IV Résultats

Non classé

1) Nombre total d’espèces et d’individus

Au total, c’est-à-dire pendant mais aussi en dehors des inventaires, 599 individus répartis en 15 espèces, ont pu être identifiés. La répartition de ces espèces au sein de la réserve est présentée sur la Carte 2.

Le graphique 1 illustre quant à lui l’abondance des différentes espèces rencontrées dans la réserve de Vohibola.

Graphique 1 : Ensemble des grenouilles observées à Vohibola

Ensemble des grenouilles observées à Vohibola

En réalité, sur les 15 espèces recensées lors de cet inventaire, 11 l’ont été sur les sites inventoriés et 4 en dehors de l’inventaire (donc hors méthodologie du transect) au niveau de l’embarcadère du village et de l’un des embarcadères de la réserve. On constate sur le graphique 1 qu’il existe de grandes disparités dans le nombre d’individus observés pour chaque espèce. Il est également intéressant de noter que l’espèce Guibemantis bicalcaratus, inscrite en Annexe III de la CITES et dont le commerce est contrôlé, est la plus représentée à Vohibola.

2) Echantillonnage

Le plateau de la courbe d’accumulation totale, représentée sur le graphique 2, qui recouvre les 3 périodes d’inventaire (Février à Avril) amènent à penser que l’échantillonnage a été suffisant au cours de cette étude. En effet, à la fin du mois de Mars, l’ensemble des 11 espèces recensées avaient été identifiées.

De plus, les courbes d’accumulations réalisées sur chaque site pris individuellement, semble confirmer que l’échantillonnage ait été suffisant lors de cet inventaire (cf. Annexe VI).

Graphique 2 : Courbe d’accumulation totale

Courbe d'accumulation totale

3) Abondance relative des espèces

Le Graphique 3 illustre la diversité spécifique de chaque site échantillonné et la répartition du nombre des individus au sein de ces espèces. On observe que les espèces Heterixalus madagascariensis et Guibemantis bicalcaratus sont les plus représentées et que les mêmes espèces sont retrouvées sur les sites 4, 9 et 13 (forêt dense). De plus, la seule espèce retrouvée au niveau des sites 1, 5, 8, 10 et 14 est Heterixalus madagascariensis et ce, toujours dans les mêmes proportions.

Ces données nous donne un premier aperçu de la similarité de certains sites (cette similarité intersites étant analysée de manière plus approfondie dans la partie 7).

Graphique 3 : Abondance relative des espèces sur chaque site d’inventaire

Abondance relative des espèces sur chaque site d'inventaire

Carte 2 : Espèces de grenouilles retrouvées dans la réserve de Vohibola

Espèces de grenouilles retrouvées dans la réserve de Vohibola

4) Diversité des sites

Les différentes composantes prises en compte dans l’évaluation de la diversité de chaque site échantillonné sont présentés par le Tableau 2.

On constate que le site qui rassemble le plus grand nombre d’espèces est le site n° 3 tandis que le site n° 15 est celui qui contient le plus grand nombre d’individus.
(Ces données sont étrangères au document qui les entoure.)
// src/resolver/mod.rs

//! Dependency resolution
//!
//! Computes the set of packages that must stay enabled for a seed set of
//! packages: the transitive closure of their declared dependencies over the
//! packages present on disk, plus every protected (asset/plugin) package.

mod report;
mod token;

pub use report::{DependencyLine, DependencyReport, DependencyStatus, dependency_report};
pub use token::{DependencyToken, Universe};

use crate::packages::name::is_protected;
use crate::packages::traits::{MetadataLookup, SceneRef};
use std::collections::BTreeSet;
use tracing::{debug, trace};

/// Packages that must remain enabled
#[derive(Debug, Clone, Default, PartialEq, Eq)]
pub struct KeepSet(BTreeSet<String>);

impl KeepSet {
    pub fn new() -> Self {
        Self::default()
    }

    pub fn contains(&self, name: &str) -> bool {
        self.0.contains(name)
    }

    /// Returns true if the package was not already kept
    pub fn insert(&mut self, name: String) -> bool {
        self.0.insert(name)
    }

    pub fn len(&self) -> usize {
        self.0.len()
    }

    pub fn is_empty(&self) -> bool {
        self.0.is_empty()
    }

    pub fn iter(&self) -> impl Iterator<Item = &str> {
        self.0.iter().map(String::as_str)
    }
}

impl<S: Into<String>> FromIterator<S> for KeepSet {
    fn from_iter<I: IntoIterator<Item = S>>(iter: I) -> Self {
        Self(iter.into_iter().map(Into::into).collect())
    }
}

/// Outcome of one resolution request
#[derive(Debug, Clone, Default, PartialEq, Eq)]
pub struct Resolution {
    pub keep: KeepSet,
    /// Universe packages outside the keep set, sorted
    pub unused: Vec<String>,
    /// Tokens that matched nothing, sorted and deduplicated
    pub missing: Vec<String>,
}

/// Resolve the keep set for `seeds`
///
/// Seeds not present in the universe are ignored. Tokens that match nothing
/// are collected in [`Resolution::missing`] and otherwise dropped.
pub fn resolve<'a, I, L>(
    seeds: I,
    universe: &Universe,
    lookup: &mut L,
    protected_markers: &[String],
) -> Resolution
where
    I: IntoIterator<Item = &'a str>,
    L: MetadataLookup + ?Sized,
{
    let mut keep = KeepSet::new();
    let mut stack: Vec<String> = Vec::new();
    let mut missing = BTreeSet::new();

    let protected = universe
        .iter()
        .filter(|name| is_protected(name, protected_markers))
        .map(str::to_string);
    let seeded = seeds
        .into_iter()
        .filter(|name| universe.contains(name))
        .map(str::to_string);
    let roots: Vec<String> = protected.chain(seeded).collect();

    for name in roots {
        if !keep.contains(&name) {
            trace!("Keeping {} (root)", name);
            stack.extend(lookup.dependencies(&name));
            keep.insert(name);
        }
    }

    while let Some(raw) = stack.pop() {
        let token = DependencyToken::parse(&raw);
        let matched = universe.matches(&token);

        if matched.is_empty() {
            trace!("Dependency {} matched nothing", raw);
            missing.insert(raw);
            continue;
        }

        for name in matched {
            if keep.contains(&name) {
                continue;
            }
            trace!("Keeping {} (via {})", name, token);
            stack.extend(lookup.dependencies(&name));
            keep.insert(name);
        }
    }

    let unused: Vec<String> = universe
        .iter()
        .filter(|name| !keep.contains(name))
        .map(str::to_string)
        .collect();

    debug!(
        "Resolved {} kept, {} unused, {} missing dependencies",
        keep.len(),
        unused.len(),
        missing.len()
    );

    Resolution {
        keep,
        unused,
        missing: missing.into_iter().collect(),
    }
}

/// Owning packages of packaged scenes, deduplicated
pub fn seeds_from_scenes<'a, I>(scenes: I) -> BTreeSet<String>
where
    I: IntoIterator<Item = &'a SceneRef>,
{
    scenes
        .into_iter()
        .filter_map(SceneRef::package)
        .map(str::to_string)
        .collect()
}

#[cfg(test)]
mod tests {
    use super::*;
    use std::collections::HashMap;

    fn markers() -> Vec<String> {
        vec!["[asset]".to_string(), "[plugin]".to_string()]
    }

    fn graph(edges: &[(&str, &[&str])]) -> HashMap<String, Vec<String>> {
        edges
            .iter()
            .map(|(name, deps)| {
                (
                    name.to_string(),
                    deps.iter().map(|d| d.to_string()).collect(),
                )
            })
            .collect()
    }

    fn lookup_from(
        deps: &HashMap<String, Vec<String>>,
    ) -> impl FnMut(&str) -> Vec<String> + '_ {
        move |name: &str| deps.get(name).cloned().unwrap_or_default()
    }

    #[test]
    fn test_latest_token_keeps_every_variant() {
        let universe = Universe::new(["Scene.var", "Hair.1.var", "Hair.2.var", "Prop.var"]);
        let deps = graph(&[("Scene.var", &["Hair.latest"])]);

        let resolution = resolve(["Scene.var"], &universe, &mut lookup_from(&deps), &markers());

        let kept: Vec<&str> = resolution.keep.iter().collect();
        assert_eq!(kept, vec!["Hair.1.var", "Hair.2.var", "Scene.var"]);
        assert_eq!(resolution.unused, vec!["Prop.var"]);
        assert!(resolution.missing.is_empty());
    }

    #[test]
    fn test_resolve_is_idempotent() {
        let universe = Universe::new([
            "A.Scene.1.var",
            "B.Look.1.var",
            "C.Hair.1.var",
            "C.Hair.2.var",
            "D.Unused.1.var",
        ]);
        let deps = graph(&[
            ("A.Scene.1.var", &["B.Look.1", "X.Missing.latest"]),
            ("B.Look.1.var", &["C.Hair.latest"]),
        ]);

        let first = resolve(["A.Scene.1.var"], &universe, &mut lookup_from(&deps), &markers());
        let again = resolve(first.keep.iter(), &universe, &mut lookup_from(&deps), &markers());

        assert_eq!(first.keep, again.keep);
        assert_eq!(first.missing, vec!["X.Missing.latest"]);
        assert_eq!(first.unused, vec!["D.Unused.1.var"]);
    }

    #[test]
    fn test_protected_packages_always_kept() {
        let universe = Universe::new([
            "A.Textures[Asset].1.var",
            "B.Tool[Plugin].1.var",
            "C.Lib.1.var",
            "D.Other.1.var",
        ]);
        let deps = graph(&[("B.Tool[Plugin].1.var", &["C.Lib.1.var"])]);

        let resolution = resolve(
            std::iter::empty::<&str>(),
            &universe,
            &mut lookup_from(&deps),
            &markers(),
        );

        assert!(resolution.keep.contains("A.Textures[Asset].1.var"));
        assert!(resolution.keep.contains("B.Tool[Plugin].1.var"));
        assert!(resolution.keep.contains("C.Lib.1.var"));
        assert_eq!(resolution.unused, vec!["D.Other.1.var"]);
    }

    #[test]
    fn test_cycles_and_self_references_terminate() {
        let universe = Universe::new(["A.P.1.var", "B.P.1.var"]);
        let deps = graph(&[
            ("A.P.1.var", &["B.P.1.var", "A.P.1.var"]),
            ("B.P.1.var", &["A.P.latest"]),
        ]);

        let mut calls = 0;
        let mut lookup = |name: &str| {
            calls += 1;
            deps.get(name).cloned().unwrap_or_default()
        };
        let resolution = resolve(["A.P.1.var"], &universe, &mut lookup, &[]);

        assert_eq!(resolution.keep.len(), 2);
        assert_eq!(calls, 2);
    }

    #[test]
    fn test_seeds_outside_universe_ignored() {
        let universe = Universe::new(["A.P.1.var"]);
        let resolution = resolve(["Gone.P.1.var"], &universe, &mut |_: &str| Vec::<String>::new(), &[]);
        assert!(resolution.keep.is_empty());
        assert_eq!(resolution.unused, vec!["A.P.1.var"]);
    }

    #[test]
    fn test_seeds_from_scenes() {
        let scenes = vec![
            SceneRef::packaged("One".to_string(), "A.Scene.1.var"),
            SceneRef::packaged("Two".to_string(), "A.Scene.1.var"),
            SceneRef::loose("mine".to_string(), "mine.json".to_string()),
        ];
        let seeds = seeds_from_scenes(&scenes);
        assert_eq!(seeds.into_iter().collect::<Vec<_>>(), vec!["A.Scene.1.var"]);
    }
}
La comparaison des différents indices de diversité va permettre de discriminer les sites de manière plus précise et ainsi de sélectionner les plus intéressants pour un suivi amphibien.

Tableau 2 : Diversité des sites d’inventaire

Diversité des sites d'inventaire

Indices de Shannon

Les zones de savanes et les zones dégradées (sites 1, 5, 10, 12 et 14) dans lesquelles une seule et même espèce a été retrouvée possèdent logiquement un indice de Shannon nul (H’=0) et s’avèrent alors être des milieux très pauvres en termes de diversité d’amphibiens.

Le site le plus riche selon cet indice est la forêt marécageuse de niaouli non soumise à exploitation (site 3), viennent ensuite les zones de forêt dense (dans l’ordre croissant : sites 4, 9 et 13) puis les zones de marécage. On peut s’apercevoir que le site 7, bien que contenant plus d’espèces et autant d’individus, a une valeur de l’indice de Shannon plus faible que le site 4 (H’site7 = 1,158215 contre H’site4 = 1,301306). Ceci tient aux propriétés de l’indice de shannon qui rend compte de la répartition plus équitable des individus au sein des diverses espèces. Ainsi, le site 4 n’est pas plus diversifié que le site 7 mais ses individus se répartissent mieux entre les espèces (cf. Graphique 3).

La forêt marécageuse de niaouli qui se situe dans l’intérieur de la réserve (site 8), tout comme les zones dégradées et de savane, n’est représentée que par une seule espèce présente en faible effectif. Son indice est donc nul.

Indices de Simpson

Les indices de Simpson ne peuvent être calculés pour les sites ne contenant qu’une seule espèce, le dénominateur de l’équation étant égal à 0. L’indice pour ces sites est donc considéré comme maximal (D = 1), ce qui rend compte du minimum de diversité.

Le site ayant l’indice de Simpson le plus faible est le site 3 illustrant ainsi la combinaison d’un nombre d’espèces plus important et d’une répartition équitable des individus entre les espèces.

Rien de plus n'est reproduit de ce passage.